The W3C Actions API replaced Appium's deprecated TouchAction class. It models gestures as sequences of pointer and keyboard inputs — the same specification browsers use for touch events. The result is more precise gesture control with less flake.
Core concepts
The W3C Actions API has two input source types for mobile:
- PointerInput: models a finger (or stylus). Each sequence of pointer moves, presses, and releases simulates one finger.
- KeyInput: models hardware key presses. Used for Back, Home, Volume, and other physical buttons.
An Actions object holds one or more input sequences and sends them to Appium as a single multi-touch action when perform() is called.
Tap
A tap is a pointer press followed immediately by a pointer release:
import org.openqa.selenium.interactions.PointerInput;
import org.openqa.selenium.interactions.Sequence;
import java.util.List;
import java.time.Duration;
public void tap(int x, int y) {
PointerInput finger = new PointerInput(PointerInput.Kind.TOUCH, "finger");
Sequence tap = new Sequence(finger, 0)
.addAction(finger.createPointerMove(Duration.ZERO, PointerInput.Origin.viewport(), x, y))
.addAction(finger.createPointerDown(PointerInput.MouseButton.LEFT.asArg()))
.addAction(finger.createPointerUp(PointerInput.MouseButton.LEFT.asArg()));
driver.perform(List.of(tap));
}For tapping an element rather than a coordinate:
public void tap(WebElement element) {
Point location = element.getLocation();
Dimension size = element.getSize();
int centerX = location.getX() + size.getWidth() / 2;
int centerY = location.getY() + size.getHeight() / 2;
tap(centerX, centerY);
}Long press
A long press holds the pointer down for a duration before releasing:
public void longPress(int x, int y, Duration holdDuration) {
PointerInput finger = new PointerInput(PointerInput.Kind.TOUCH, "finger");
Sequence longPress = new Sequence(finger, 0)

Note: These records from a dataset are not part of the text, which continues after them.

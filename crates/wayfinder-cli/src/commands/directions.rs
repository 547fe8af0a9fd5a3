//! Directions command handler.
//!
//! Runs one request through [`NavigationController`] exactly as the map
//! screen would: resolve the current position, ask the routing backend for
//! a walking route, then fit the map region around both endpoints.

use std::sync::Arc;
use std::time::Duration;

use anyhow::{Context, Result};
use clap::Args;

use wayfinder_lib::{
    find_landmark, FixedLocationSource, GeoPoint, LocationSource, NavigationConfig,
    NavigationController, OsrmDirections,
};

use crate::args::{parse_point, parse_timeout};
use crate::output::{render_directions, DirectionsReport, OutputFormat};

#[derive(Args, Debug, Clone)]
pub struct DirectionsArgs {
    /// Destination landmark name (see `wayfinder landmarks`).
    #[arg(long = "to")]
    pub to: String,

    /// Current position as LAT,LON. Without it no position is available.
    #[arg(long = "from", value_parser = parse_point, allow_hyphen_values = true)]
    pub from: Option<GeoPoint>,

    /// Seconds to wait for a position fix.
    #[arg(long, value_parser = parse_timeout)]
    pub timeout: Option<Duration>,

    /// Base URL of the OSRM routing service.
    #[arg(long = "osrm-url")]
    pub osrm_url: Option<String>,
}

pub async fn handle_directions(args: &DirectionsArgs, format: OutputFormat) -> Result<()> {
    let destination = find_landmark(&args.to)?;

    let mut config = NavigationConfig::from_env().context("invalid configuration")?;
    if let Some(timeout) = args.timeout {
        config = config.with_location_timeout(timeout);
    }
    if let Some(url) = &args.osrm_url {
        config = config.with_directions_url(url.as_str());
    }

    let location: Arc<dyn LocationSource> = match args.from {
        Some(position) => Arc::new(FixedLocationSource::new(position)),
        None => Arc::new(FixedLocationSource::unavailable()),
    };
    let directions = OsrmDirections::new(config.directions_url.as_str())
        .context("failed to create routing client")?;

    let controller = NavigationController::new(location, Arc::new(directions), config);
    let outcome = controller.request_directions(destination.coordinate).await;
    let state = controller.snapshot();

    let report = DirectionsReport::new(&destination, &outcome, &state);
    render_directions(&report, format)
}
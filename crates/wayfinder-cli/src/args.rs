//! Argument parsers shared by the subcommands.

use std::time::Duration;

use wayfinder_lib::GeoPoint;

/// Parse a `LAT,LON` pair in decimal degrees.
pub fn parse_point(value: &str) -> Result<GeoPoint, String> {
    let (lat, lon) = value
        .split_once(',')
        .ok_or_else(|| format!("expected LAT,LON but got '{}'", value))?;
    let latitude = parse_degrees(lat, "latitude")?;
    let longitude = parse_degrees(lon, "longitude")?;
    GeoPoint::new(latitude, longitude).map_err(|err| err.to_string())
}

fn parse_degrees(raw: &str, label: &str) -> Result<f64, String> {
    let raw = raw.trim();
    raw.parse::<f64>()
        .map_err(|err| format!("invalid {} '{}': {}", label, raw, err))
}

/// Parse a positive number of seconds.
pub fn parse_timeout(value: &str) -> Result<Duration, String> {
    let seconds = value
        .trim()
        .parse::<f64>()
        .map_err(|err| format!("invalid timeout '{}': {}", value, err))?;
    if seconds.is_nan() || seconds <= 0.0 {
        return Err(format!("timeout must be a positive number of seconds, got {}", value));
    }
    Duration::try_from_secs_f64(seconds)
        .map_err(|err| format!("timeout {} is out of range: {}", value, err))
}

/// Parse a non-negative padding in degrees.
pub fn parse_padding(value: &str) -> Result<f64, String> {
    let padding = value
        .trim()
        .parse::<f64>()
        .map_err(|err| format!("invalid padding '{}': {}", value, err))?;
    if !padding.is_finite() || padding < 0.0 {
        return Err(format!("padding must be a non-negative number of degrees, got {}", value));
    }
    Ok(padding)
}

#[cfg(test)]
mod tests {
    use super::*;

    #[test]
    fn parses_negative_latitude() {
        let point = parse_point("-31.970839, 115.817337").unwrap();
        assert_eq!(point.latitude, -31.970839);
        assert_eq!(point.longitude, 115.817337);
    }

    #[test]
    fn rejects_missing_separator() {
        let err = parse_point("-31.97").unwrap_err();
        assert!(err.contains("LAT,LON"));
    }

    #[test]
    fn rejects_out_of_range() {
        let err = parse_point("95,0").unwrap_err();
        assert!(err.contains("invalid coordinate"));
    }

    #[test]
    fn rejects_garbage_longitude() {
        let err = parse_point("1,east").unwrap_err();
        assert!(err.contains("invalid longitude 'east'"));
    }

    #[test]
    fn timeout_must_be_positive() {
        assert_eq!(parse_timeout("2").unwrap(), Duration::from_secs(2));
        assert!(parse_timeout("0").is_err());
        assert!(parse_timeout("-1").is_err());
    }

    #[test]
    fn timeout_must_fit_a_duration() {
        assert!(parse_timeout("1e30").unwrap_err().contains("out of range"));
        assert!(parse_timeout("inf").is_err());
        assert!(parse_timeout("NaN").is_err());
    }

    #[test]
    fn padding_may_be_zero() {
        assert_eq!(parse_padding("0").unwrap(), 0.0);
        assert!(parse_padding("-0.1").is_err());
    }
}
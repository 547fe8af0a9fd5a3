//! Fit command handler: compute the map region enclosing a set of points.

use std::fs;
use std::path::{Path, PathBuf};

use anyhow::{bail, Context, Result};
use clap::Args;

use wayfinder_lib::{find_landmark, fit_region, GeoPoint, DEFAULT_REGION_PADDING};

use crate::args::{parse_padding, parse_point};
use crate::output::{render_region, OutputFormat};

#[derive(Args, Debug, Clone)]
pub struct FitArgs {
    /// A point to include, as LAT,LON. Repeatable.
    #[arg(long = "point", value_parser = parse_point, allow_hyphen_values = true)]
    pub points: Vec<GeoPoint>,

    /// A built-in landmark to include by name. Repeatable.
    #[arg(long = "landmark")]
    pub landmarks: Vec<String>,

    /// JSON file holding an array of {"latitude": .., "longitude": ..} objects.
    #[arg(long = "points-file")]
    pub points_file: Option<PathBuf>,

    /// Margin in degrees added around the points.
    #[arg(long, value_parser = parse_padding, default_value_t = DEFAULT_REGION_PADDING)]
    pub padding: f64,
}

pub fn handle_fit(args: &FitArgs, format: OutputFormat) -> Result<()> {
    let points = collect_points(args)?;
    if points.is_empty() {
        bail!("no points given; use --point, --landmark or --points-file");
    }

    let region = fit_region(&points, args.padding).context("failed to fit region")?;
    tracing::debug!(points = points.len(), padding = args.padding, "fitted region");
    render_region(&region, format)
}

fn collect_points(args: &FitArgs) -> Result<Vec<GeoPoint>> {
    let mut points = args.points.clone();
    for name in &args.landmarks {
        points.push(find_landmark(name)?.coordinate);
    }
    if let Some(path) = &args.points_file {
        points.extend(load_points_file(path)?);
    }
    Ok(points)
}

fn load_points_file(path: &Path) -> Result<Vec<GeoPoint>> {
    let raw = fs::read_to_string(path)
        .with_context(|| format!("failed to read points from {}", path.display()))?;
    serde_json::from_str(&raw)
        .with_context(|| format!("failed to parse points from {}", path.display()))
}
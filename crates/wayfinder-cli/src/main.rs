use anyhow::Result;
use clap::{Parser, Subcommand};

use wayfinder_cli::commands::directions::{handle_directions, DirectionsArgs};
use wayfinder_cli::commands::fit::{handle_fit, FitArgs};
use wayfinder_cli::commands::landmarks::handle_landmarks;
use wayfinder_cli::output::OutputFormat;
use wayfinder_lib::logging::{init_logging, LoggingConfig};

#[derive(Parser, Debug)]
#[command(author, version, about = "Walking directions and map regions around Perth")]
struct Cli {
    /// Output format.
    #[arg(long, value_enum, global = true, default_value_t = OutputFormat::Text)]
    format: OutputFormat,

    #[command(subcommand)]
    command: Command,
}

#[derive(Subcommand, Debug)]
enum Command {
    /// List the built-in landmarks.
    Landmarks,
    /// Compute the map region that encloses a set of points.
    Fit(FitArgs),
    /// Request walking directions to a landmark.
    Directions(DirectionsArgs),
}

#[tokio::main]
async fn main() -> Result<()> {
    init_logging(&LoggingConfig::from_env());
    let cli = Cli::parse();

    match &cli.command {
        Command::Landmarks => handle_landmarks(cli.format),
        Command::Fit(args) => handle_fit(args, cli.format),
        Command::Directions(args) => handle_directions(args, cli.format).await,
    }
}
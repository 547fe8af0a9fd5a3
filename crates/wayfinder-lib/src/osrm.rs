//! [`DirectionsService`] backed by an OSRM-compatible HTTP routing server.
//!
//! Requests use the `route` service with full GeoJSON geometry:
//!
//! ```text
//! GET {base}/route/v1/{profile}/{lon},{lat};{lon},{lat}?overview=full&geometries=geojson
//! ```

use std::time::Duration;

use async_trait::async_trait;
use reqwest::header::ACCEPT;
use reqwest::Client;
use serde::Deserialize;
use tracing::{debug, warn};

use crate::directions::{DirectionsRequest, DirectionsService, Route, RoutingError};
use crate::geo::GeoPoint;

/// Public OSRM demo server.
pub const DEFAULT_OSRM_URL: &str = "https://router.project-osrm.org";

const REQUEST_TIMEOUT: Duration = Duration::from_secs(30);

/// Largest response body read from the server.
pub const MAX_RESPONSE_BYTES: usize = 8 * 1024 * 1024;

/// HTTP client for an OSRM routing server.
#[derive(Debug, Clone)]
pub struct OsrmDirections {
    client: Client,
    base_url: String,
}

impl OsrmDirections {
    /// Create a client for the server at `base_url`.
    pub fn new(base_url: impl Into<String>) -> Result<Self, RoutingError> {
        let client = Client::builder()
            .timeout(REQUEST_TIMEOUT)
            .user_agent(user_agent())
            .build()
            .map_err(network_error)?;
        Ok(Self::with_client(client, base_url))
    }

    /// Create a client reusing an existing `reqwest` client.
    pub fn with_client(client: Client, base_url: impl Into<String>) -> Self {
        let base_url = base_url.into().trim_end_matches('/').to_string();
        Self { client, base_url }
    }

    pub fn base_url(&self) -> &str {
        &self.base_url
    }

    /// Build the route URL for `request`.
    pub fn route_url(&self, request: &DirectionsRequest) -> String {
        format!(
            "{base}/route/v1/{profile}/{from_lon},{from_lat};{to_lon},{to_lat}?overview=full&geometries=geojson",
            base = self.base_url,
            profile = request.transport_mode.osrm_profile(),
            from_lon = request.origin.longitude,
            from_lat = request.origin.latitude,
            to_lon = request.destination.longitude,
            to_lat = request.destination.latitude,
        )
    }
}

#[async_trait]
impl DirectionsService for OsrmDirections {
    async fn calculate(&self, request: &DirectionsRequest) -> Result<Vec<Route>, RoutingError> {
        let url = self.route_url(request);
        debug!(%url, "querying OSRM");

        let response = self
            .client
            .get(&url)
            .header(ACCEPT, "application/json")
            .send()
            .await
            .map_err(network_error)?;

        // OSRM reports NoRoute and InvalidQuery with 4xx statuses but a JSON
        // body, so the body is parsed before looking at the status.
        let status = response.status();
        let body = read_body(response).await?;
        match parse_route_response(&body, request) {
            Err(RoutingError::Network { message }) if !status.is_success() => {
                warn!(%status, %message, "OSRM request failed");
                Err(RoutingError::Network {
                    message: format!("HTTP {status}: {message}"),
                })
            }
            other => other,
        }
    }
}

/// Read the response body, giving up once it exceeds [`MAX_RESPONSE_BYTES`].
async fn read_body(mut response: reqwest::Response) -> Result<String, RoutingError> {
    if let Some(declared) = response.content_length() {
        ensure_body_size(usize::try_from(declared).unwrap_or(usize::MAX))?;
    }

    let mut body = Vec::new();
    while let Some(chunk) = response.chunk().await.map_err(network_error)? {
        ensure_body_size(body.len().saturating_add(chunk.len()))?;
        body.extend_from_slice(&chunk);
    }

    String::from_utf8(body).map_err(|err| RoutingError::Network {
        message: format!("OSRM response is not UTF-8: {err}"),
    })
}

fn ensure_body_size(len: usize) -> Result<(), RoutingError> {
    if len > MAX_RESPONSE_BYTES {
        return Err(RoutingError::Network {
            message: format!(
                "OSRM response exceeds {MAX_RESPONSE_BYTES} bytes (got at least {len})"
            ),
        });
    }
    Ok(())
}

#[derive(Debug, Deserialize)]
struct RouteResponse {
    code: String,
    #[serde(default)]
    message: Option<String>,
    #[serde(default)]
    routes: Vec<RouteEntry>,
}

#[derive(Debug, Deserialize)]
struct RouteEntry {
    distance: f64,
    duration: f64,
    geometry: LineString,
}

#[derive(Debug, Deserialize)]
struct LineString {
    coordinates: Vec<[f64; 2]>,
}

/// Decode an OSRM `route` response body into routes for `request`.
pub fn parse_route_response(
    body: &str,
    request: &DirectionsRequest,
) -> Result<Vec<Route>, RoutingError> {
    let response: RouteResponse = serde_json::from_str(body).map_err(|err| RoutingError::Network {
        message: format!("malformed OSRM response: {err}"),
    })?;

    let detail = || response.message.clone().unwrap_or_else(|| response.code.clone());
    match response.code.as_str() {
        "Ok" => {}
        "NoRoute" | "NoSegment" => return Err(RoutingError::NoRoute),
        "InvalidUrl" | "InvalidService" | "InvalidVersion" | "InvalidOptions"
        | "InvalidQuery" | "InvalidValue" => {
            return Err(RoutingError::InvalidRequest { message: detail() })
        }
        _ => return Err(RoutingError::Network { message: detail() }),
    }

    response
        .routes
        .into_iter()
        .map(|entry| {
            let path = entry
                .geometry
                .coordinates
                .into_iter()
                .map(|[longitude, latitude]| GeoPoint::new(latitude, longitude))
                .collect::<crate::Result<Vec<_>>>()
                .map_err(|err| RoutingError::Network {
                    message: format!("OSRM returned an invalid vertex: {err}"),
                })?;
            let expected_travel_time = Duration::try_from_secs_f64(entry.duration.max(0.0))
                .map_err(|err| RoutingError::Network {
                    message: format!("OSRM returned an invalid duration {}: {err}", entry.duration),
                })?;
            Ok(Route {
                path,
                distance_m: entry.distance,
                expected_travel_time,
                transport_mode: request.transport_mode,
            })
        })
        .collect()
}

fn network_error(err: reqwest::Error) -> RoutingError {
    RoutingError::Network {
        message: err.to_string(),
    }
}

fn user_agent() -> String {
    format!("wayfinder-lib/{version}", version = env!("CARGO_PKG_VERSION"))
}

#[cfg(test)]
mod tests {
    use super::*;
    use crate::directions::TransportMode;

    fn request() -> DirectionsRequest {
        DirectionsRequest {
            origin: GeoPoint::new(-31.970839, 115.817337).unwrap(),
            destination: GeoPoint::new(-31.956956, 115.855986).unwrap(),
            transport_mode: TransportMode::Walking,
        }
    }

    #[test]
    fn route_url_orders_longitude_first() {
        let client = OsrmDirections::with_client(Client::new(), "http://localhost:5000/");
        assert_eq!(
            client.route_url(&request()),
            "http://localhost:5000/route/v1/foot/115.817337,-31.970839;115.855986,-31.956956?overview=full&geometries=geojson"
        );
    }

    #[test]
    fn parses_routes_in_order() {
        let body = r#"{
            "code": "Ok",
            "routes": [
                {
                    "distance": 4210.5,
                    "duration": 3031.2,
                    "geometry": {
                        "type": "LineString",
                        "coordinates": [[115.817337, -31.970839], [115.83, -31.965], [115.855986, -31.956956]]
                    }
                },
                {
                    "distance": 5000.0,
                    "duration": 3600.0,
                    "geometry": {"type": "LineString", "coordinates": []}
                }
            ],
            "waypoints": []
        }"#;

        let routes = parse_route_response(body, &request()).expect("parse");
        assert_eq!(routes.len(), 2);
        assert_eq!(routes[0].path.len(), 3);
        assert_eq!(routes[0].path[1].latitude, -31.965);
        assert_eq!(routes[0].path[1].longitude, 115.83);
        assert_eq!(routes[0].distance_m, 4210.5);
        assert_eq!(routes[0].expected_travel_time.as_secs(), 3031);
        assert_eq!(routes[0].transport_mode, TransportMode::Walking);
    }

    #[test]
    fn no_route_code_maps_to_no_route() {
        let body = r#"{"code": "NoRoute", "message": "Impossible route between points"}"#;
        assert_eq!(
            parse_route_response(body, &request()),
            Err(RoutingError::NoRoute)
        );
    }

    #[test]
    fn invalid_query_maps_to_invalid_request() {
        let body = r#"{"code": "InvalidQuery", "message": "Query string malformed close to position 28"}"#;
        match parse_route_response(body, &request()) {
            Err(RoutingError::InvalidRequest { message }) => {
                assert!(message.contains("malformed"));
            }
            other => panic!("unexpected result: {:?}", other),
        }
    }

    #[test]
    fn unknown_code_maps_to_network_error() {
        let body = r#"{"code": "TooBig"}"#;
        assert_eq!(
            parse_route_response(body, &request()),
            Err(RoutingError::Network {
                message: "TooBig".to_string()
            })
        );
    }

    #[test]
    fn garbage_body_maps_to_network_error() {
        let err = parse_route_response("<html>bad gateway</html>", &request()).unwrap_err();
        assert!(matches!(err, RoutingError::Network { .. }));
    }

    #[test]
    fn oversized_duration_is_a_network_error() {
        let body = r#"{"code": "Ok", "routes": [{"distance": 1.0, "duration": 1e20,
            "geometry": {"coordinates": [[115.817337, -31.970839]]}}]}"#;
        match parse_route_response(body, &request()) {
            Err(RoutingError::Network { message }) => {
                assert!(message.contains("invalid duration"), "{message}");
            }
            other => panic!("unexpected result: {:?}", other),
        }
    }

    #[test]
    fn body_size_is_capped() {
        assert!(ensure_body_size(0).is_ok());
        assert!(ensure_body_size(MAX_RESPONSE_BYTES).is_ok());
        assert!(matches!(
            ensure_body_size(MAX_RESPONSE_BYTES + 1),
            Err(RoutingError::Network { .. })
        ));
    }

    #[test]
    fn out_of_range_vertex_is_rejected() {
        let body = r#"{"code": "Ok", "routes": [{"distance": 1.0, "duration": 1.0,
            "geometry": {"coordinates": [[0.0, 95.0]]}}]}"#;
        assert!(matches!(
            parse_route_response(body, &request()),
            Err(RoutingError::Network { .. })
        ));
    }
}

.addAction(finger.createPointerMove(Duration.ZERO, PointerInput.Origin.viewport(), x, y))
.addAction(finger.createPointerDown(PointerInput.MouseButton.LEFT.asArg()))
.addAction(new org.openqa.selenium.interactions.Pause(finger, holdDuration))
.addAction(finger.createPointerUp(PointerInput.MouseButton.LEFT.asArg()));
driver.perform(List.of(longPress));
}
// Usage
longPress(300, 500, Duration.ofSeconds(2));Swipe
A swipe is a pointer-down, move-to-destination, pointer-up sequence:
public void swipe(int startX, int startY, int endX, int endY) {
PointerInput finger = new PointerInput(PointerInput.Kind.TOUCH, "finger");
Sequence swipe = new Sequence(finger, 0)
.addAction(finger.createPointerMove(Duration.ZERO, PointerInput.Origin.viewport(), startX, startY))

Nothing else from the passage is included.